The invention discloses a kind of indigo printing fabric Ridge tracing method.The present invention enters row element modeling, Model Matching and grain pattern reconstruct using digital graphic images technology to blue plating sample, realizes Traditional Dermatoglyphic Pattern innovative design on the basis of grain pattern parametrization.Main technical content of the present invention includes:Grain pattern element model is set up using tensile splines curve;The grain pattern element in image is extracted using contour following algorithm, and Model Matching is carried out using Hu squares;To the parametrization grain pattern obtained after Model Matching, model parameter is mapped to target interval using mapping function, realizes the grain pattern innovative design of constant skeleton;Grain pattern skeleton is extracted by similar figures series, skeleton is carried out using parameter mapping method and is built again, place grain pattern element, realize the grain pattern innovative design of change skeleton on new skeleton.The method that the present invention is provided, can be used to solve indigo printing fabric grain pattern innovative design this bottleneck, be that new approach is opened up in the succession and development of indigo printing fabric this non-material cultural heritage.

Description

A kind of indigo printing fabric Ridge tracing method
Technical field
The invention belongs to Textile Pattern Design field, and in particular to a kind of indigo printing fabric grain pattern innovative design method.
Background technology
Indigo printing fabric is the traditional textile of great characteristic among the people, is identified as national non-material cultural heritage.Blue at present Calico Ridge tracing relies primarily on minority traditional-handwork artist, and design output capacity is limited, grain pattern innovation is difficult, becomes system The bottleneck that about China's indigo printing fabric is passed on and developed.Although can provide for Ridge tracing by some Modern Graphic Design softwares Convenient, but this kind of software is used as instrument, can not provide mentality of designing and method, the key problem solved in Ridge tracing.Pin Innovative design to traditional indigo printing fabric grain pattern, still lacks effective method at present.
Content of the invention
This difficult problem is innovated for solving indigo printing fabric grain pattern, the present invention provides a kind of indigo printing fabric grain pattern innovative design side Method, the method not only can realize the transformation and innovation in grain pattern element aspect based on existing traditional indigo printing fabric grain pattern, The innovation in grain pattern skeleton aspect can also be realized so that improved grain pattern has abundant probability.

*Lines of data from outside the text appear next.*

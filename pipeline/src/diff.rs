use serde::{Deserialize, Serialize};
use std::collections::HashSet;
use std::path::PathBuf;
use std::sync::Arc;
use std::time::Duration;
use storage::write_records;
use sync_core::CoreError;
use tokio::time::sleep;
use tracing::{info, warn};

use crate::actuator::FollowService;

/// Accounts we follow that do not follow back. Comparison is
/// case-insensitive; the returned logins keep their original casing and
/// order from the following list.
pub fn find_non_reciprocal(following: &[String], followers: &[String]) -> Vec<String> {
    let follower_set: HashSet<String> = followers
        .iter()
        .map(|l| l.to_ascii_lowercase())
        .collect();

    following
        .iter()
        .filter(|login| !follower_set.contains(&login.to_ascii_lowercase()))
        .cloned()
        .collect()
}

#[derive(Debug, Clone, Default)]
pub struct DiffOptions {
    /// Write the non-reciprocal logins to this file when set.
    pub export_path: Option<PathBuf>,
    /// Actually unfollow the non-reciprocal accounts.
    pub unfollow: bool,
    /// Upper bound on unfollows in one run. Zero means unlimited.
    pub max_unfollows: u32,
    pub delay_between_unfollows: Duration,
    pub dry_run: bool,
}

#[derive(Debug, Clone, Serialize, Deserialize)]
pub struct DiffReport {
    pub following_count: usize,
    pub followers_count: usize,
    pub non_reciprocal: Vec<String>,
    pub unfollowed: u32,
    pub unfollow_failures: u32,
}

#[derive(Debug, Serialize, Deserialize)]
struct NonReciprocalRow {
    login: String,
}

/// Compares the following and follower lists and optionally unfollows the
/// accounts that don't follow back.
pub struct ReciprocityAuditor<S: FollowService> {
    service: Arc<S>,
    options: DiffOptions,
}

impl<S: FollowService> ReciprocityAuditor<S> {
    pub fn new(service: Arc<S>, options: DiffOptions) -> Self {
        Self { service, options }
    }

    pub async fn run(
        &self,
        following: Vec<String>,
        followers: Vec<String>,
    ) -> Result<DiffReport, CoreError> {
        let non_reciprocal = find_non_reciprocal(&following, &followers);
        info!(
            "Following {}, followed by {}, {} not reciprocal",
            following.len(),
            followers.len(),
            non_reciprocal.len()
        );

        if let Some(path) = &self.options.export_path {
            let rows: Vec<NonReciprocalRow> = non_reciprocal
                .iter()
                .map(|login| NonReciprocalRow {
                    login: login.clone(),
                })
                .collect();
            write_records(path, &rows)?;
        }

        let mut unfollowed = 0u32;
        let mut unfollow_failures = 0u32;

        if self.options.unfollow {
            let batch: Vec<&String> = if self.options.max_unfollows > 0 {
                non_reciprocal
                    .iter()
                    .take(self.options.max_unfollows as usize)
                    .collect()
            } else {
                non_reciprocal.iter().collect()
            };

            for login in batch {
                if self.options.dry_run {
                    info!("[dry run] would unfollow {}", login);
                    unfollowed += 1;
                    continue;
                }

                match self.service.unfollow(login).await {
                    Ok(()) => {
                        unfollowed += 1;
                        if !self.options.delay_between_unfollows.is_zero() {
                            sleep(self.options.delay_between_unfollows).await;
                        }
                    }
                    Err(e) => {
                        // One stubborn account should not abort the batch
                        warn!("Failed to unfollow {}: {}", login, e);
                        unfollow_failures += 1;
                    }
                }
            }
        }

        Ok(DiffReport {
            following_count: following.len(),
            followers_count: followers.len(),
            non_reciprocal,
            unfollowed,
            unfollow_failures,
        })
    }
}

#[cfg(test)]
mod tests {
    use super::*;
    use async_trait::async_trait;
    use std::sync::atomic::{AtomicU32, Ordering};
    use std::sync::Mutex;
    use sync_core::GitHubApiError;

    fn logins(list: &[&str]) -> Vec<String> {
        list.iter().map(|s| s.to_string()).collect()
    }

    #[test]
    fn finds_non_reciprocal_accounts() {
        let following = logins(&["alice", "bob", "carol"]);
        let followers = logins(&["bob"]);
        assert_eq!(
            find_non_reciprocal(&following, &followers),
            logins(&["alice", "carol"])
        );
    }

    #[test]
    fn comparison_ignores_case_but_keeps_casing() {
        let following = logins(&["Alice", "BOB"]);
        let followers = logins(&["alice"]);
        assert_eq!(find_non_reciprocal(&following, &followers), logins(&["BOB"]));
    }

    #[test]
    fn empty_lists_yield_empty_diff() {
        assert!(find_non_reciprocal(&[], &logins(&["alice"])).is_empty());
        assert_eq!(
            find_non_reciprocal(&logins(&["alice"]), &[]),
            logins(&["alice"])
        );
    }

    #[derive(Default)]
    struct FakeService {
        unfollowed: Mutex<Vec<String>>,
        failures: AtomicU32,
        fail_logins: Vec<String>,
    }

    #[async_trait]
    impl FollowService for FakeService {
        async fn follow(&self, _login: &str) -> Result<(), CoreError> {
            Ok(())
        }

        async fn unfollow(&self, login: &str) -> Result<(), CoreError> {
            if self.fail_logins.iter().any(|l| l == login) {
                self.failures.fetch_add(1, Ordering::SeqCst);
                return Err(CoreError::GitHubApi(GitHubApiError::ServerError {
                    status_code: 500,
                }));
            }
            self.unfollowed.lock().unwrap().push(login.to_string());
            Ok(())
        }
    }

    #[tokio::test]
    async fn audit_without_unfollow_only_reports() {
        let service = Arc::new(FakeService::default());
        let auditor = ReciprocityAuditor::new(service.clone(), DiffOptions::default());

        let report = auditor
            .run(logins(&["alice", "bob"]), logins(&["bob"]))
            .await
            .unwrap();

        assert_eq!(report.non_reciprocal, logins(&["alice"]));
        assert_eq!(report.unfollowed, 0);
        assert!(service.unfollowed.lock().unwrap().is_empty());
    }

    #[tokio::test]
    async fn unfollow_respects_batch_cap() {
        let service = Arc::new(FakeService::default());
        let auditor = ReciprocityAuditor::new(
            service.clone(),
            DiffOptions {
                unfollow: true,
                max_unfollows: 2,
                ..DiffOptions::default()
            },
        );

        let report = auditor
            .run(logins(&["a", "b", "c", "d"]), vec![])
            .await
            .unwrap();

        assert_eq!(report.unfollowed, 2);
        assert_eq!(*service.unfollowed.lock().unwrap(), logins(&["a", "b"]));
    }

    #[tokio::test]
    async fn unfollow_failure_does_not_abort_batch() {
        let service = Arc::new(FakeService {
            fail_logins: logins(&["b"]),
            ..FakeService::default()
        });
        let auditor = ReciprocityAuditor::new(
            service.clone(),
            DiffOptions {
                unfollow: true,
                ..DiffOptions::default()
            },
        );

        let report = auditor
            .run(logins(&["a", "b", "c"]), vec![])
            .await
            .unwrap();

        assert_eq!(report.unfollowed, 2);
        assert_eq!(report.unfollow_failures, 1);
        assert_eq!(*service.unfollowed.lock().unwrap(), logins(&["a", "c"]));
    }

    #[tokio::test]
    async fn dry_run_counts_without_calling_the_api() {
        let service = Arc::new(FakeService::default());
        let auditor = ReciprocityAuditor::new(
            service.clone(),
            DiffOptions {
                unfollow: true,
                dry_run: true,
                ..DiffOptions::default()
            },
        );

        let report = auditor.run(logins(&["a", "b"]), vec![]).await.unwrap();
        assert_eq!(report.unfollowed, 2);
        assert!(service.unfollowed.lock().unwrap().is_empty());
    }

    #[tokio::test]
    async fn export_writes_csv() {
        let path = std::env::temp_dir().join(format!(
            "test_follower_sync_diff_{}.csv",
            uuid::Uuid::new_v4()
        ));
        let service = Arc::new(FakeService::default());
        let auditor = ReciprocityAuditor::new(
            service,
            DiffOptions {
                export_path: Some(path.clone()),
                ..DiffOptions::default()
            },
        );

        auditor
            .run(logins(&["alice", "bob"]), logins(&["bob"]))
            .await
            .unwrap();

        let content = std::fs::read_to_string(&path).unwrap();
        assert!(content.contains("alice"));
        assert!(!content.contains("bob"));
        std::fs::remove_file(&path).ok();
    }
}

The present invention is achieved through the following technical solutions:First existing indigo printing fabric grain pattern is analyzed with abstract, build Found a grain pattern element model;Then traditional indigo printing fabric grain pattern is mated using the model, realizes the modelling of grain pattern; Finally by the Mapping and Converting to model parameter, the reconstruct and innovation of grain pattern is realized.

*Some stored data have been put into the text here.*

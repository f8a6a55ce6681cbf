use serde::{Deserialize, Serialize};
use std::sync::atomic::{AtomicU64, Ordering};
use std::time::{Duration, Instant};
use uuid::Uuid;

/// Counters for one pipeline run. Shared across workers behind an Arc,
/// every counter is atomic so no lock is held on the hot path.
#[derive(Debug)]
pub struct RunMetrics {
    pub run_id: Uuid,
    started_at: Instant,
    total_users: AtomicU64,
    processed: AtomicU64,
    failed: AtomicU64,
    followed: AtomicU64,
    skipped: AtomicU64,
    already_following: AtomicU64,
}

impl RunMetrics {
    pub fn new() -> Self {
        Self {
            run_id: Uuid::new_v4(),
            started_at: Instant::now(),
            total_users: AtomicU64::new(0),
            processed: AtomicU64::new(0),
            failed: AtomicU64::new(0),
            followed: AtomicU64::new(0),
            skipped: AtomicU64::new(0),
            already_following: AtomicU64::new(0),
        }
    }

    pub fn set_total_users(&self, total: u64) {
        self.total_users.store(total, Ordering::Relaxed);
    }

    pub fn record_processed(&self) {
        self.processed.fetch_add(1, Ordering::Relaxed);
    }

    pub fn record_failure(&self) -> u64 {
        self.failed.fetch_add(1, Ordering::Relaxed) + 1
    }

    pub fn record_followed(&self) {
        self.followed.fetch_add(1, Ordering::Relaxed);
    }

    pub fn record_skipped(&self) {
        self.skipped.fetch_add(1, Ordering::Relaxed);
    }

    pub fn record_already_following(&self) {
        self.already_following.fetch_add(1, Ordering::Relaxed);
    }

    pub fn total_users(&self) -> u64 {
        self.total_users.load(Ordering::Relaxed)
    }

    pub fn processed(&self) -> u64 {
        self.processed.load(Ordering::Relaxed)
    }

    pub fn failed(&self) -> u64 {
        self.failed.load(Ordering::Relaxed)
    }

    pub fn followed(&self) -> u64 {
        self.followed.load(Ordering::Relaxed)
    }

    pub fn elapsed(&self) -> Duration {
        self.started_at.elapsed()
    }

    /// Users handled per second since the run started.
    pub fn processing_rate(&self) -> f64 {
        let elapsed = self.elapsed().as_secs_f64();
        if elapsed <= 0.0 {
            return 0.0;
        }
        (self.processed() + self.failed()) as f64 / elapsed
    }

    pub fn summary(&self) -> RunSummary {
        RunSummary {
            run_id: self.run_id,
            total_users: self.total_users.load(Ordering::Relaxed),
            processed: self.processed.load(Ordering::Relaxed),
            failed: self.failed.load(Ordering::Relaxed),
            followed: self.followed.load(Ordering::Relaxed),
            skipped: self.skipped.load(Ordering::Relaxed),
            already_following: self.already_following.load(Ordering::Relaxed),
            elapsed_seconds: self.elapsed().as_secs_f64(),
            processing_rate: self.processing_rate(),
        }
    }
}

impl Default for RunMetrics {
    fn default() -> Self {
        Self::new()
    }
}

/// Snapshot of the counters, printable at the end of a run.
#[derive(Debug, Clone, Serialize, Deserialize)]
pub struct RunSummary {
    pub run_id: Uuid,
    pub total_users: u64,
    pub processed: u64,
    pub failed: u64,
    pub followed: u64,
    pub skipped: u64,
    pub already_following: u64,
    pub elapsed_seconds: f64,
    pub processing_rate: f64,
}

impl std::fmt::Display for RunSummary {
    fn fmt(&self, f: &mut std::fmt::Formatter<'_>) -> std::fmt::Result {
        writeln!(f, "Run {} finished in {:.1}s", self.run_id, self.elapsed_seconds)?;
        writeln!(
            f,
            "  users: {} total, {} processed, {} failed",
            self.total_users, self.processed, self.failed
        )?;
        writeln!(
            f,
            "  follows: {} followed, {} skipped, {} already following",
            self.followed, self.skipped, self.already_following
        )?;
        write!(f, "  rate: {:.2} users/s", self.processing_rate)
    }
}
pub mod actuator;
pub mod diff;
pub mod enricher;
pub mod filter;
pub mod metrics;
pub mod orchestrator;

pub use actuator::{FollowActuator, FollowService};
pub use diff::{find_non_reciprocal, DiffOptions, DiffReport, ReciprocityAuditor};
pub use enricher::{ProfileEnricher, UserDataSource};
pub use filter::{FilterPredicate, FollowFilter, Verdict};
pub use metrics::{RunMetrics, RunSummary};
pub use orchestrator::{PipelineOrchestrator, SyncApi};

The main technical content of the present invention includes:
The method for designing of indigo printing fabric grain pattern comprises the steps
1) grain pattern element modeling
The universal model of grain pattern element is set up using the tensile splines curve of the closing through four nodes, described four Node includes that two moving points and two fixing points, wherein fixing point are located in plane coordinates axle, by the model of institute's established model Parameter change is showing the various grain pattern elements of indigo printing fabric;
2) Model Matching
On the basis of target image pretreatment, the grain pattern element in image is extracted using contour following algorithm, using Hu The affine-invariant features of square, choose and the immediate model instance of grain pattern element, carry out affine transformation to the model instance that chooses, make With grain pattern element maximal degree of coincidence, to substitute the original element in grain pattern, so as to complete Model Matching;
3) grain pattern reconstruct
To the parametrization grain pattern obtained after Model Matching, one or more parameters are reflected by the mapping function selected using user Target interval is mapped to, the Ridge tracing of constant skeleton is obtained;
Or, by being clustered to grain pattern element and being classified, the similar figures series in grain pattern is obtained, by similar figures system Row determine the skeleton point in grain pattern, connect all skeleton points and generate grain pattern skeleton, mate grain pattern skeleton using element model, pass through The Parameters variation that user selects carries out skeleton and builds again, sampling site needs to place grain pattern unit according to user on new skeleton again Element, obtains the Ridge tracing for changing skeleton.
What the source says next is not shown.